[Opening Entries provided section]

//! # Mailbox: serialized delivery loop and endpoint handles.
//!
//! One task per endpoint owns the endpoint value and drains its queue,
//! delivering items strictly one at a time. Everything else holds an
//! [`EndpointRef`] — a cheap clonable handle that can send, ask, stop, or
//! inject transport notifications.
//!
//! ## Delivery rules
//! - In-order per sender, never concurrent with itself.
//! - `Stop` closes the queue, already-buffered messages are still delivered
//!   (drain), then `on_stop` runs exactly once.
//! - A handler error tears the endpoint down: `on_stop` runs immediately,
//!   buffered messages are discarded.
//! - After the loop exits the endpoint deregisters itself from the local
//!   registry, so existence checks observe the stop.

use std::sync::Arc;

use tokio::sync::mpsc;
use tracing::warn;

use crate::error::RpcError;
use crate::rpc::endpoint::{Endpoint, Reply};
use crate::rpc::env::Registry;
use crate::rpc::Address;

/// One item in an endpoint's queue: a protocol message or a transport event.
pub(crate) enum Inbound<M> {
    Message(M),
    Disconnected(Address),
    NetworkError(RpcError, Address),
    Stop,
}

/// Handle to a live endpoint's mailbox.
///
/// Clones share the same queue. Sending to a stopped endpoint fails with
/// [`RpcError::EndpointStopped`].
pub struct EndpointRef<M> {
    name: Arc<str>,
    address: Address,
    tx: mpsc::UnboundedSender<Inbound<M>>,
}

impl<M> Clone for EndpointRef<M> {
    fn clone(&self) -> Self {
        Self {
            name: Arc::clone(&self.name),
            address: self.address.clone(),
            tx: self.tx.clone(),
        }
    }
}

impl<M> std::fmt::Debug for EndpointRef<M> {
    fn fmt(&self, f: &mut std::fmt::Formatter<'_>) -> std::fmt::Result {
        write!(f, "EndpointRef({}@{})", self.name, self.address)
    }
}

impl<M: Send + 'static> EndpointRef<M> {
    /// Name the endpoint is registered under.
    pub fn name(&self) -> &str {
        &self.name
    }

    /// Address of the env hosting the endpoint.
    pub fn address(&self) -> &Address {
        &self.address
    }

    /// Fire-and-forget send.
    pub fn send(&self, msg: M) -> Result<(), RpcError> {
        self.post(Inbound::Message(msg))
    }

    /// Request/reply call: builds the message around a fresh [`Reply`] and
    /// waits for the handler to resolve it.
    ///
    /// Returns [`RpcError::Canceled`] if the call is abandoned (the reply was
    /// dropped unresolved, e.g. because the callee shut down).
    pub async fn ask<T, F>(&self, build: F) -> Result<T, RpcError>
    where
        T: Send + 'static,
        F: FnOnce(Reply<T>) -> M,
    {
        let (reply, rx) = Reply::channel();
        self.post(Inbound::Message(build(reply)))?;
        rx.await.map_err(|_| RpcError::Canceled)?
    }

    /// Asks the endpoint to stop: its queue is closed, buffered messages are
    /// drained, then `on_stop` runs. Idempotent.
    pub fn stop(&self) {
        let _ = self.post(Inbound::Stop);
    }

    /// Injects a transport-level "peer unreachable" observation.
    pub fn notify_disconnected(&self, remote: Address) {
        let _ = self.post(Inbound::Disconnected(remote));
    }

    /// Injects a transport-level link error observation.
    pub fn notify_network_error(&self, error: RpcError, remote: Address) {
        let _ = self.post(Inbound::NetworkError(error, remote));
    }

    pub(crate) fn same_channel(&self, other: &Self) -> bool {
        self.tx.same_channel(&other.tx)
    }

    fn post(&self, inbound: Inbound<M>) -> Result<(), RpcError> {
        self.tx
            .send(inbound)
            .map_err(|_| RpcError::EndpointStopped {
                name: self.name.to_string(),
            })
    }
}

/// Spawns the delivery loop for `endpoint` and returns its handle.
///
/// The loop owns the endpoint value; when it exits (stop request, drained
/// queue after stop, or handler error) it runs `on_stop` and removes the
/// registry entry if it still points at this mailbox.
pub(crate) fn spawn<E: Endpoint>(
    registry: Arc<Registry>,
    address: Address,
    name: Arc<str>,
    mut endpoint: E,
) -> EndpointRef<E::Msg> {
    let (tx, mut rx) = mpsc::unbounded_channel();
    let handle = EndpointRef { name, address, tx };
    let ctx = handle.clone();

    tokio::spawn(async move {
        match endpoint.on_start(&ctx).await {
            Ok(()) => {
                while let Some(inbound) = rx.recv().await {
                    match inbound {
                        Inbound::Stop => {
                            // Stop delivery of anything sent from now on, but
                            // drain what is already buffered.
                            rx.close();
                        }
                        Inbound::Message(msg) => {
                            if let Err(error) = endpoint.receive(msg, &ctx).await {
                                warn!(
                                    endpoint = ctx.name(),
                                    error = %error,
                                    "handler failed, stopping endpoint"
                                );
                                break;
                            }
                        }
                        Inbound::Disconnected(remote) => {
                            endpoint.on_disconnected(&remote).await;
                        }
                        Inbound::NetworkError(error, remote) => {
                            endpoint.on_network_error(&error, &remote).await;
                        }
                    }
                }
            }
            Err(error) => {
                warn!(endpoint = ctx.name(), error = %error, "endpoint failed to start");
            }
        }

        endpoint.on_stop().await;
        registry.remove_matching(ctx.name(), &ctx).await;
    });

    handle
}
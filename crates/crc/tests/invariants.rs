//! Contract-level invariants: framing, errors, custom variants, sharing.

use std::{sync::Arc, thread};

use crc_engine::{Algorithm, Checksum, Crc, CrcError, CrcParams, Variant, Width, registry};

fn gen_bytes(len: usize, seed: u64) -> Vec<u8> {
  let mut out = vec![0u8; len];
  let mut x = seed;
  for b in &mut out {
    x ^= x << 13;
    x ^= x >> 7;
    x ^= x << 17;
    *b = (x as u8).wrapping_add((x >> 8) as u8);
  }
  out
}

#[test]
fn append_then_verify_all_variants() {
  let lengths = [0usize, 1, 2, 3, 4, 7, 8, 15, 16, 31, 32, 63, 64, 255, 256, 1024];
  let seeds = [0u64, 1, 0x0123_4567_89ab_cdef, 0xd1b5_4a32_d192_ed03];

  for algorithm in Algorithm::ALL {
    let crc = Crc::from_algorithm(algorithm);
    for &len in &lengths {
      for &seed in &seeds {
        let data = gen_bytes(len, seed ^ len as u64);
        let framed = crc.append(&data);
        assert_eq!(framed.len(), len + crc.width().bytes());
        assert_eq!(crc.verify(&framed), Ok(true), "{algorithm} len={len}");

        let (body, code) = crc.split(&framed).unwrap();
        assert_eq!(body, &data[..]);
        assert_eq!(code, crc.calc(&data));
      }
    }
  }
}

#[test]
fn every_single_bit_flip_is_detected() {
  let data = gen_bytes(24, 0x5eed);
  for algorithm in Algorithm::ALL {
    let crc = Crc::from_algorithm(algorithm);
    let framed = crc.append(&data);
    for byte in 0..framed.len() {
      for bit in 0..8 {
        let mut corrupted = framed.clone();
        corrupted[byte] ^= 1 << bit;
        assert_eq!(
          crc.verify(&corrupted),
          Ok(false),
          "{algorithm} byte={byte} bit={bit}"
        );
      }
    }
  }
}

#[test]
fn short_frames_are_invalid_input() {
  for algorithm in Algorithm::ALL {
    let crc = Crc::from_algorithm(algorithm);
    let required = crc.width().bytes();
    for len in 0..required {
      let framed = vec![0xA5; len];
      assert_eq!(crc.verify(&framed), Err(CrcError::InvalidInput { len, required }));
      assert_eq!(crc.residue(&framed), Err(CrcError::InvalidInput { len, required }));
    }
  }
}

#[test]
fn widths_follow_polynomial() {
  let expected = [
    (Algorithm::Crc8, Width::W8),
    (Algorithm::Crc8Maxim, Width::W8),
    (Algorithm::Crc16Usb, Width::W16),
    (Algorithm::Crc16Xmodem, Width::W16),
    (Algorithm::Crc32, Width::W32),
    (Algorithm::Crc32C, Width::W32),
  ];
  for (algorithm, width) in expected {
    let crc = Crc::from_algorithm(algorithm);
    assert_eq!(crc.width(), width);
    assert_eq!(crc.output_size(), width.bytes());
  }
}

#[test]
fn string_and_enum_construction_agree() {
  for name in registry::names() {
    let by_name = Crc::new(name).unwrap();
    let by_enum = Crc::from_algorithm(name.parse().unwrap());
    assert_eq!(by_name, by_enum);
    assert_eq!(by_name.to_string(), name);
  }
}

#[test]
fn unsupported_width_is_rejected_at_construction() {
  let crc64 = CrcParams {
    name: "crc64xz",
    polynomial: 0x42F0_E1EB_A9EA_3693,
    initial: 0,
    reflect_in: true,
    reflect_out: true,
    xor_out: 0,
  };
  assert_eq!(Variant::new(crc64).unwrap_err(), CrcError::UnsupportedWidth { bits: 63 });

  let zero = CrcParams {
    polynomial: 0,
    ..CrcParams::CRC8_SMBUS
  };
  assert_eq!(Variant::new(zero).unwrap_err(), CrcError::UnsupportedWidth { bits: 0 });
}

#[test]
fn custom_variant_matches_registered_twin() {
  let twin = Variant::new(CrcParams {
    name: "my-usb",
    ..CrcParams::CRC16_USB
  })
  .unwrap();
  let custom = Crc::with_variant(&twin);
  let builtin = Crc::from_algorithm(Algorithm::Crc16Usb);

  for len in [0usize, 1, 9, 100] {
    let data = gen_bytes(len, 7);
    assert_eq!(custom.calc(&data), builtin.calc(&data));
  }
  assert_eq!(twin.table(), builtin.variant().table());
}

#[test]
fn concurrent_engines_share_the_registry() {
  let data = Arc::new(gen_bytes(4096, 42));
  let expected: Vec<u32> = Algorithm::ALL
    .iter()
    .map(|&algorithm| Crc::from_algorithm(algorithm).calc(&data))
    .collect();

  let handles: Vec<_> = (0..8)
    .map(|_| {
      let data = Arc::clone(&data);
      thread::spawn(move || {
        Algorithm::ALL
          .iter()
          .map(|&algorithm| Crc::from_algorithm(algorithm).calc(&data))
          .collect::<Vec<u32>>()
      })
    })
    .collect();

  for handle in handles {
    assert_eq!(handle.join().unwrap(), expected);
  }
}

#[test]
fn registry_variants_are_static() {
  let first = registry::lookup("crc32").unwrap();
  let second = registry::lookup("crc32").unwrap();
  assert!(std::ptr::eq(first, second));
  assert_eq!(registry::variants().len(), Algorithm::ALL.len());
}
//! Register width, masking and bit-reflection helpers.

use crate::CrcError;

/// Width of a CRC register in bits.
///
/// Widths are derived from the generator polynomial, never configured
/// directly: the polynomial's bit length is rounded up to the next supported
/// size.
#[derive(Clone, Copy, Debug, PartialEq, Eq, Hash, PartialOrd, Ord)]
pub enum Width {
  /// 8-bit register.
  W8,
  /// 16-bit register.
  W16,
  /// 32-bit register.
  W32,
}

impl Width {
  /// Derive the register width from a polynomial in normal (MSB-first) form.
  ///
  /// # Errors
  ///
  /// Returns [`CrcError::UnsupportedWidth`] for a zero polynomial or one
  /// whose highest set bit lies above bit 31.
  ///
  /// # Examples
  ///
  /// ```
  /// use crc_engine::Width;
  ///
  /// assert_eq!(Width::from_polynomial(0x07), Ok(Width::W8));
  /// assert_eq!(Width::from_polynomial(0x1021), Ok(Width::W16));
  /// assert_eq!(Width::from_polynomial(0x04C1_1DB7), Ok(Width::W32));
  /// assert!(Width::from_polynomial(0x1_0000_0000).is_err());
  /// ```
  pub const fn from_polynomial(polynomial: u64) -> Result<Self, CrcError> {
    match bit_length(polynomial) {
      1..=8 => Ok(Self::W8),
      9..=16 => Ok(Self::W16),
      17..=32 => Ok(Self::W32),
      bits => Err(CrcError::UnsupportedWidth { bits }),
    }
  }

  /// Number of bits in the register.
  #[inline]
  #[must_use]
  pub const fn bits(self) -> u32 {
    match self {
      Self::W8 => 8,
      Self::W16 => 16,
      Self::W32 => 32,
    }
  }

  /// Number of bytes a CRC code occupies when appended to data.
  #[inline]
  #[must_use]
  pub const fn bytes(self) -> usize {
    match self {
      Self::W8 => 1,
      Self::W16 => 2,
      Self::W32 => 4,
    }
  }

  /// `2^width - 1`.
  #[inline]
  #[must_use]
  pub const fn mask(self) -> u32 {
    match self {
      Self::W8 => 0xFF,
      Self::W16 => 0xFFFF,
      Self::W32 => 0xFFFF_FFFF,
    }
  }

  /// Shift that moves a byte into the top of the register.
  #[inline]
  #[must_use]
  pub(crate) const fn top_shift(self) -> u32 {
    self.bits() - 8
  }

  /// The most significant bit of the register.
  #[inline]
  #[must_use]
  pub(crate) const fn top_bit(self) -> u32 {
    1 << (self.bits() - 1)
  }

  /// Bit-reverse the low `width` bits of a register value.
  #[inline]
  #[must_use]
  pub(crate) const fn reflect(self, value: u32) -> u32 {
    value.reverse_bits() >> (32 - self.bits())
  }
}

/// Position of the highest set bit, counting from 1. Zero has bit length 0.
///
/// ```
/// use crc_engine::bit_length;
///
/// assert_eq!(bit_length(0), 0);
/// assert_eq!(bit_length(0x8005), 16);
/// assert_eq!(bit_length(0x04C1_1DB7), 27);
/// ```
#[inline]
#[must_use]
pub const fn bit_length(value: u64) -> u32 {
  u64::BITS - value.leading_zeros()
}

/// Reflect (bit-reverse) the lower `bits` bits of `value`.
///
/// Bits above `bits` are discarded. `bits` is clamped to 64.
///
/// ```
/// use crc_engine::reflect;
///
/// assert_eq!(reflect(0x04C1_1DB7, 32), 0xEDB8_8320);
/// assert_eq!(reflect(0b0001, 4), 0b1000);
/// ```
#[must_use]
pub const fn reflect(value: u64, bits: u32) -> u64 {
  let bits = if bits > u64::BITS { u64::BITS } else { bits };
  if bits == 0 {
    return 0;
  }
  value.reverse_bits() >> (u64::BITS - bits)
}
//! Const-fn lookup table generation.
//!
//! Every variant carries one 256-entry table, generated once at compile time
//! (built-in variants) or once at construction (custom variants).
//!
//! | Input order | Polynomial | Register | Step |
//! |-------------|------------|----------|------|
//! | reflected (LSB-first) | bit-reversed | byte in low bits | shift right |
//! | normal (MSB-first) | as published | byte in top bits | shift left, mask |

// SAFETY: All array indexing in this module uses bounded loop indices (0..256).
// Clippy cannot prove this in const fn contexts, but bounds are statically guaranteed.
#![allow(clippy::indexing_slicing)]

use crate::Width;

/// A per-byte lookup table.
pub type Table = [u32; 256];

/// Generate the lookup table for `polynomial` (normal form) at `width`.
///
/// With `reflected`, entries are produced directly in reflected form from the
/// bit-reversed polynomial; otherwise the polynomial is used as published and
/// each byte is processed from the top of the register.
#[must_use]
pub const fn generate(polynomial: u32, width: Width, reflected: bool) -> Table {
  let mut table = [0u32; 256];
  let poly = if reflected {
    width.reflect(polynomial & width.mask())
  } else {
    polynomial & width.mask()
  };

  let mut index = 0usize;
  while index < 256 {
    table[index] = if reflected {
      reflected_entry(poly, index as u8)
    } else {
      normal_entry(poly, width, index as u8)
    };
    index += 1;
  }

  table
}

/// One entry of a reflected table: eight LSB-first division steps.
#[must_use]
const fn reflected_entry(poly_reflected: u32, byte: u8) -> u32 {
  let mut crc = byte as u32;
  let mut bit = 0;
  while bit < 8 {
    crc = if crc & 1 != 0 { (crc >> 1) ^ poly_reflected } else { crc >> 1 };
    bit += 1;
  }
  crc
}

/// One entry of a normal table: the byte in the top of the register, eight
/// MSB-first division steps, masked to `width` after each step.
#[must_use]
const fn normal_entry(poly: u32, width: Width, byte: u8) -> u32 {
  let mask = width.mask();
  let top = width.top_bit();
  let mut crc = (byte as u32) << width.top_shift();
  let mut bit = 0;
  while bit < 8 {
    crc = if crc & top != 0 {
      ((crc << 1) ^ poly) & mask
    } else {
      (crc << 1) & mask
    };
    bit += 1;
  }
  crc
}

[Closing Entries provided section]

*Problem to solve*: Copy out each line of the entries above that holds "highest".

*Result*:
  /// whose highest set bit lies above bit 31.
/// Position of the highest set bit, counting from 1. Zero has bit length 0.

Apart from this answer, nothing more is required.